BackgroundTraumatic brain injury (TBI) often leads to cognitive and neurological dysfunction. Valproic acid (VPA) has a neuroprotective effect in acute central nervous system diseases; the neurotrophin 3 gene (NT-3) can maintain the survival of neurons, and olfactory ensheathing cells (OECs) can promote the growth of nerve axons. This study aimed to evaluate the restorative effect of VPA combined with NT-3 modified OECs (NT-3-OECs) on neurological function after TBI. MethodsThe neurological severity score (NSS) of rats was evaluated on the 1st, 7th, 14th, and 28th day after TBI modeling and corresponding intervention. Hematoxylin-eosin (HE) staining, p75 nerve growth factor receptor (P75), glial fibrillary acidic protein (GFAP), and neurofilament protein (NF)staining, and argyrophilic staining were used to observe the morphology of brain tissue 28 days after modeling. Moreover, TdT-mediated dUTP Nick-End Labeling (TUNEL) was used to detect the apoptosis rate of neurons.

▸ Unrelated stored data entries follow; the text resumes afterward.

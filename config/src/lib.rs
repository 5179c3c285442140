//! Configuration of the change log drainer.
//!
//! Settings are layered from a base file, an environment specific file and `APP_` prefixed
//! environment variables, see [`load::load_config`].

mod environment;
pub mod load;
pub mod shared;

pub use environment::Environment;
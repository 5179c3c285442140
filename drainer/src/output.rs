use serde::Serialize;
use serde_json::{Number, Value};
use translator::types::{Cell, Mutation};

use crate::hex::to_hex;

/// A translated statement as written to the output, one JSON object per line.
#[derive(Debug, Clone, PartialEq, Serialize)]
pub struct StatementLine {
    pub sql: String,
    pub params: Vec<Value>,
}

impl From<Mutation> for StatementLine {
    fn from(mutation: Mutation) -> Self {
        let (sql, params) = mutation.into_parts();

        Self {
            sql,
            params: params.iter().map(cell_to_json).collect(),
        }
    }
}

/// Converts a bound parameter to JSON.
///
/// Byte strings that are not valid UTF-8 are rendered as `0x` prefixed hex, decimals as strings
/// to keep their precision.
fn cell_to_json(cell: &Cell) -> Value {
    match cell {
        Cell::Null => Value::Null,
        Cell::I64(value) => Value::from(*value),
        Cell::U64(value) => Value::from(*value),
        // Non finite floats have no JSON number form.
        Cell::F64(value) => Number::from_f64(*value)
            .map(Value::Number)
            .unwrap_or_else(|| Value::String(value.to_string())),
        Cell::Bytes(bytes) => match std::str::from_utf8(bytes) {
            Ok(text) => Value::String(text.to_string()),
            Err(_) => Value::String(to_hex(bytes)),
        },
        Cell::Numeric(value) => Value::String(value.to_string()),
        Cell::Duration(_) => Value::String(cell.to_string().trim_matches('\'').to_string()),
    }
}

#[cfg(test)]
mod tests {
    use super::*;
    use chrono::TimeDelta;

    #[test]
    fn mutation_becomes_statement_line() {
        let mutation = Mutation::new(
            "delete from s.t where id = ? and age is ? limit 1;",
            vec![Cell::I64(5), Cell::Null],
        );

        let line = StatementLine::from(mutation);
        assert_eq!(
            serde_json::to_string(&line).unwrap(),
            r#"{"sql":"delete from s.t where id = ? and age is ? limit 1;","params":[5,null]}"#
        );
    }

    #[test]
    fn cells_keep_their_precision() {
        assert_eq!(cell_to_json(&Cell::U64(u64::MAX)), Value::from(u64::MAX));
        assert_eq!(cell_to_json(&Cell::F64(1.5)), Value::from(1.5));
        assert_eq!(
            cell_to_json(&Cell::F64(f64::NAN)),
            Value::String("NaN".to_string())
        );
        assert_eq!(
            cell_to_json(&Cell::Numeric("12.50".parse().unwrap())),
            Value::String("12.50".to_string())
        );
    }

    #[test]
    fn bytes_fall_back_to_hex() {
        assert_eq!(cell_to_json(&Cell::from("ann")), Value::from("ann"));
        assert_eq!(
            cell_to_json(&Cell::Bytes(vec![0xff, 0x00])),
            Value::from("0xff00")
        );
    }

    #[test]
    fn durations_use_time_literal_form() {
        let duration = TimeDelta::seconds(3_723) + TimeDelta::microseconds(5);

        assert_eq!(
            cell_to_json(&Cell::Duration(-duration)),
            Value::from("-01:02:03.000005")
        );
    }
}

The changes in synapses and mitochondria in the injured area were observed by electron microscope. ResultsNT-3-OECs transplantation can increase the content of NT-3 in brain tissue, and NT-3-OECs can survive for >28 days. The NSS score of the TBI-VPA-NT-3-OECs group 28 days after cell transplantation was significantly lower than that of the other model treatment groups (P < 0.05). The morphological structure of the brain tissue was more complete, and the neurofilament fibers were neatly arranged, achieving better results than those of the other groups. The apoptosis rate of nerve cells in the TBI-VPA-NT-3-OECs group was significantly lower than in the other treatment groups (P < 0.05). Furthermore, the number of synapses in the combined intervention group was significantly higher than in the other treatment groups, and the mitochondrial structure was more complete. ConclusionNT-3-OECs have good biological function, and VPA combined with NT-3-OECs transplantation can effectively improve the prognosis of TBI rats.